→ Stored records

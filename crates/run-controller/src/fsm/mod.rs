//! # Generic state machine
//!
//! A table-driven finite state machine over closed state and event enums.
//! The table (states, transactions, hooks and listeners) is assembled once
//! into a [`StateMachineFactory`]; each invocation builds its own
//! [`StateMachine`] positioned at an initial state with a private context.
//!
//! A successful transition runs, in order: exit action of the current state,
//! the state change, entry action of the target, internal logic of the
//! target, state-change listeners, then listeners registered for the fired
//! event. A refused transition leaves the machine untouched.

mod state;

pub use state::{Action, FsmState, Guard, InternalLogic, Transaction};

use std::collections::HashMap;
use std::fmt;
use std::hash::Hash;
use std::sync::Arc;

use thiserror::Error;
use tracing::trace;

/// Listener notified with the new state after every transition.
pub type StateListener<S, C> = Arc<dyn Fn(&S, &C) + Send + Sync>;

/// Listener notified when a transaction for its event fires.
pub type EventListener<E, C> = Arc<dyn Fn(&E, &C) + Send + Sync>;

/// Raised when no transaction leads from the current state to the requested one.
#[derive(Debug, Clone, PartialEq, Eq, Error)]
#[error("invalid transition from {current:?} to {target:?} (available: {available:?})")]
pub struct InvalidTransitionError<S: fmt::Debug> {
    pub current: S,
    pub target: S,
    pub available: Vec<S>,
}

struct Definition<S, E, C, I> {
    states: HashMap<S, FsmState<S, E, C, I>>,
    error: Option<(S, E)>,
    state_listeners: Vec<StateListener<S, C>>,
    event_listeners: HashMap<E, Vec<EventListener<E, C>>>,
}

/// Immutable machine definition; cheap to clone and share across tasks.
pub struct StateMachineFactory<S, E, C, I> {
    definition: Arc<Definition<S, E, C, I>>,
}

impl<S, E, C, I> Clone for StateMachineFactory<S, E, C, I> {
    fn clone(&self) -> Self {
        Self {
            definition: Arc::clone(&self.definition),
        }
    }
}

impl<S, E, C, I> StateMachineFactory<S, E, C, I>
where
    S: Copy + Eq + Hash + fmt::Debug,
    E: Copy + Eq + Hash + fmt::Debug,
{
    #[must_use]
    pub fn builder() -> StateMachineFactoryBuilder<S, E, C, I> {
        StateMachineFactoryBuilder {
            states: HashMap::new(),
            error: None,
            state_listeners: Vec::new(),
            event_listeners: HashMap::new(),
        }
    }

    /// Construct a machine positioned at `initial` with its own context.
    pub fn build(&self, initial: S, context: C) -> StateMachine<S, E, C, I> {
        StateMachine {
            current: initial,
            context,
            definition: Arc::clone(&self.definition),
        }
    }

    /// State definition, if the state declares anything.
    pub fn state(&self, state: S) -> Option<&FsmState<S, E, C, I>> {
        self.definition.states.get(&state)
    }

    /// Designated error state and the event that reaches it.
    pub fn error_state(&self) -> Option<(S, E)> {
        self.definition.error
    }
}

pub struct StateMachineFactoryBuilder<S, E, C, I> {
    states: HashMap<S, FsmState<S, E, C, I>>,
    error: Option<(S, E)>,
    state_listeners: Vec<StateListener<S, C>>,
    event_listeners: HashMap<E, Vec<EventListener<E, C>>>,
}

impl<S, E, C, I> StateMachineFactoryBuilder<S, E, C, I>
where
    S: Copy + Eq + Hash + fmt::Debug,
    E: Copy + Eq + Hash + fmt::Debug,
{
    /// Register a state definition. A later definition for the same state replaces the earlier one.
    #[must_use]
    pub fn state(mut self, definition: FsmState<S, E, C, I>) -> Self {
        self.states.insert(definition.state, definition);
        self
    }

    #[must_use]
    pub fn error_state(mut self, state: S, event: E) -> Self {
        self.error = Some((state, event));
        self
    }

    #[must_use]
    pub fn on_state_change<L>(mut self, listener: L) -> Self
    where
        L: Fn(&S, &C) + Send + Sync + 'static,
    {
        self.state_listeners.push(Arc::new(listener));
        self
    }

    #[must_use]
    pub fn on_event<L>(mut self, event: E, listener: L) -> Self
    where
        L: Fn(&E, &C) + Send + Sync + 'static,
    {
        self.event_listeners
            .entry(event)
            .or_default()
            .push(Arc::new(listener));
        self
    }

    #[must_use]
    pub fn build(self) -> StateMachineFactory<S, E, C, I> {
        StateMachineFactory {
            definition: Arc::new(Definition {
                states: self.states,
                error: self.error,
                state_listeners: self.state_listeners,
                event_listeners: self.event_listeners,
            }),
        }
    }
}

/// A single machine instance. Not shared across runs.
pub struct StateMachine<S, E, C, I> {
    current: S,
    context: C,
    definition: Arc<Definition<S, E, C, I>>,
}

impl<S, E, C, I> StateMachine<S, E, C, I>
where
    S: Copy + Eq + Hash + fmt::Debug,
    E: Copy + Eq + Hash + fmt::Debug,
{
    pub fn current_state(&self) -> S {
        self.current
    }

    pub fn context(&self) -> &C {
        &self.context
    }

    pub fn into_context(self) -> C {
        self.context
    }

    /// Target states reachable from the current state.
    pub fn available(&self) -> Vec<S> {
        self.definition
            .states
            .get(&self.current)
            .map(FsmState::targets)
            .unwrap_or_default()
    }

    /// Move to `target` through the first transaction that leads there and whose guard holds.
    ///
    /// Returns the event that fired.
    pub fn go_to_state(
        &mut self,
        target: S,
        input: Option<&I>,
    ) -> Result<E, InvalidTransitionError<S>> {
        let transaction = self
            .definition
            .states
            .get(&self.current)
            .and_then(|state| {
                state
                    .transactions
                    .iter()
                    .find(|t| t.target == target && t.allows(&self.context, input))
            })
            .cloned();

        match transaction {
            Some(transaction) => {
                self.apply(&transaction, input);
                Ok(transaction.event)
            }
            None => Err(self.refusal(target)),
        }
    }

    /// Fire `event` from the current state through the first matching transaction.
    ///
    /// Returns the state reached.
    pub fn fire(&mut self, event: E, input: Option<&I>) -> Result<S, InvalidTransitionError<S>> {
        let transaction = self
            .definition
            .states
            .get(&self.current)
            .and_then(|state| {
                state
                    .transactions
                    .iter()
                    .find(|t| t.event == event && t.allows(&self.context, input))
            })
            .cloned();

        match transaction {
            Some(transaction) => {
                self.apply(&transaction, input);
                Ok(transaction.target)
            }
            None => Err(self.refusal(self.current)),
        }
    }

    /// Move to the designated error state, if one is configured and reachable.
    pub fn fail(&mut self, input: Option<&I>) -> Result<S, InvalidTransitionError<S>> {
        match self.definition.error {
            Some((state, _)) => self.go_to_state(state, input).map(|_| state),
            None => Err(self.refusal(self.current)),
        }
    }

    fn refusal(&self, target: S) -> InvalidTransitionError<S> {
        InvalidTransitionError {
            current: self.current,
            target,
            available: self.available(),
        }
    }

    fn apply(&mut self, transaction: &Transaction<S, E, C, I>, input: Option<&I>) {
        let definition = Arc::clone(&self.definition);
        let from = self.current;

        if let Some(exit) = definition.states.get(&from).and_then(|s| s.exit.as_ref()) {
            exit(&mut self.context);
        }

        self.current = transaction.target;
        trace!(from = ?from, to = ?self.current, event = ?transaction.event, "state transition");

        if let Some(target) = definition.states.get(&self.current) {
            if let Some(entry) = target.entry.as_ref() {
                entry(&mut self.context);
            }
            if let Some(logic) = target.internal_logic.as_ref() {
                logic(&mut self.context, input);
            }
        }

        for listener in &definition.state_listeners {
            listener(&self.current, &self.context);
        }

        if let Some(listeners) = definition.event_listeners.get(&transaction.event) {
            for listener in listeners {
                listener(&transaction.event, &self.context);
            }
        }
    }
}

#[cfg(test)]
mod tests {
    use super::*;
    use std::sync::Mutex;

    #[derive(Debug, Clone, Copy, PartialEq, Eq, Hash)]
    enum Light {
        Red,
        Green,
        Yellow,
        Broken,
    }

    #[derive(Debug, Clone, Copy, PartialEq, Eq, Hash)]
    enum Signal {
        Go,
        Slow,
        Halt,
        Fault,
    }

    type Log = Arc<Mutex<Vec<String>>>;

    fn record(log: &Log, entry: &str) {
        log.lock().unwrap().push(entry.to_string());
    }

    fn factory(log: &Log) -> StateMachineFactory<Light, Signal, Vec<String>, u32> {
        let exit_log = log.clone();
        let entry_log = log.clone();
        let logic_log = log.clone();
        let state_log = log.clone();
        let event_log = log.clone();

        StateMachineFactory::builder()
            .state(
                FsmState::new(Light::Red)
                    .with_transaction(Signal::Go, Light::Green)
                    .with_transaction(Signal::Fault, Light::Broken)
                    .on_exit(move |_| record(&exit_log, "exit:red")),
            )
            .state(
                FsmState::new(Light::Green)
                    .with(Transaction::guarded(Signal::Slow, Light::Yellow, |_: &Vec<String>, input: Option<&u32>| {
                        input.is_some_and(|speed| *speed < 50)
                    }))
                    .with_transaction(Signal::Fault, Light::Broken)
                    .on_entry(move |_| record(&entry_log, "entry:green"))
                    .with_internal_logic(move |ctx, _| {
                        ctx.push("green".to_string());
                        record(&logic_log, "logic:green");
                    }),
            )
            .state(FsmState::new(Light::Yellow).with_transaction(Signal::Halt, Light::Red))
            .state(FsmState::new(Light::Broken))
            .error_state(Light::Broken, Signal::Fault)
            .on_state_change(move |state, _| record(&state_log, &format!("state:{state:?}")))
            .on_event(Signal::Go, move |event, _| {
                record(&event_log, &format!("event:{event:?}"));
            })
            .build()
    }

    #[test]
    fn transition_runs_hooks_in_order() {
        let log: Log = Arc::default();
        let mut fsm = factory(&log).build(Light::Red, Vec::new());

        let event = fsm.go_to_state(Light::Green, None).unwrap();

        assert_eq!(event, Signal::Go);
        assert_eq!(fsm.current_state(), Light::Green);
        assert_eq!(fsm.context(), &vec!["green".to_string()]);
        assert_eq!(
            *log.lock().unwrap(),
            vec![
                "exit:red",
                "entry:green",
                "logic:green",
                "state:Green",
                "event:Go"
            ]
        );
    }

    #[test]
    fn unknown_target_is_refused_without_side_effects() {
        let log: Log = Arc::default();
        let mut fsm = factory(&log).build(Light::Red, Vec::new());

        let err = fsm.go_to_state(Light::Yellow, None).unwrap_err();

        assert_eq!(err.current, Light::Red);
        assert_eq!(err.target, Light::Yellow);
        assert_eq!(err.available, vec![Light::Green, Light::Broken]);
        assert_eq!(fsm.current_state(), Light::Red);
        assert!(log.lock().unwrap().is_empty());
    }

    #[test]
    fn failing_guard_refuses_transition() {
        let log: Log = Arc::default();
        let mut fsm = factory(&log).build(Light::Green, Vec::new());

        assert!(fsm.go_to_state(Light::Yellow, Some(&80)).is_err());
        assert!(fsm.go_to_state(Light::Yellow, None).is_err());
        assert_eq!(fsm.current_state(), Light::Green);

        assert_eq!(fsm.go_to_state(Light::Yellow, Some(&30)), Ok(Signal::Slow));
    }

    #[test]
    fn fire_selects_transaction_by_event() {
        let log: Log = Arc::default();
        let mut fsm = factory(&log).build(Light::Yellow, Vec::new());

        assert_eq!(fsm.fire(Signal::Halt, None), Ok(Light::Red));
        assert!(fsm.fire(Signal::Halt, None).is_err());
        assert_eq!(fsm.current_state(), Light::Red);
    }

    #[test]
    fn fail_moves_to_error_state() {
        let log: Log = Arc::default();
        let factory = factory(&log);
        let mut fsm = factory.build(Light::Green, Vec::new());

        assert_eq!(fsm.fail(None), Ok(Light::Broken));
        // no outgoing transitions from the error state in this table
        assert!(fsm.fail(None).is_err());
        assert_eq!(factory.error_state(), Some((Light::Broken, Signal::Fault)));
    }

    #[test]
    fn machines_do_not_share_context() {
        let log: Log = Arc::default();
        let factory = factory(&log);
        let mut first = factory.build(Light::Red, Vec::new());
        let second = factory.build(Light::Red, Vec::new());

        first.go_to_state(Light::Green, None).unwrap();

        assert_eq!(first.context().len(), 1);
        assert!(second.context().is_empty());
        assert_eq!(second.current_state(), Light::Red);
    }
}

→ Assignment
Every line above from the line with "pub struct StateMachine<S, E, C, I>" to the line with "-> Result<E, InvalidTransitionError<S>>" is wanted, ends included; write them out exactly and add no other line.

→ Output below
pub struct StateMachine<S, E, C, I> {
    current: S,
    context: C,
    definition: Arc<Definition<S, E, C, I>>,
}

impl<S, E, C, I> StateMachine<S, E, C, I>
where
    S: Copy + Eq + Hash + fmt::Debug,
    E: Copy + Eq + Hash + fmt::Debug,
{
    pub fn current_state(&self) -> S {
        self.current
    }

    pub fn context(&self) -> &C {
        &self.context
    }

    pub fn into_context(self) -> C {
        self.context
    }

    /// Target states reachable from the current state.
    pub fn available(&self) -> Vec<S> {
        self.definition
            .states
            .get(&self.current)
            .map(FsmState::targets)
            .unwrap_or_default()
    }

    /// Move to `target` through the first transaction that leads there and whose guard holds.
    ///
    /// Returns the event that fired.
    pub fn go_to_state(
        &mut self,
        target: S,
        input: Option<&I>,
    ) -> Result<E, InvalidTransitionError<S>> {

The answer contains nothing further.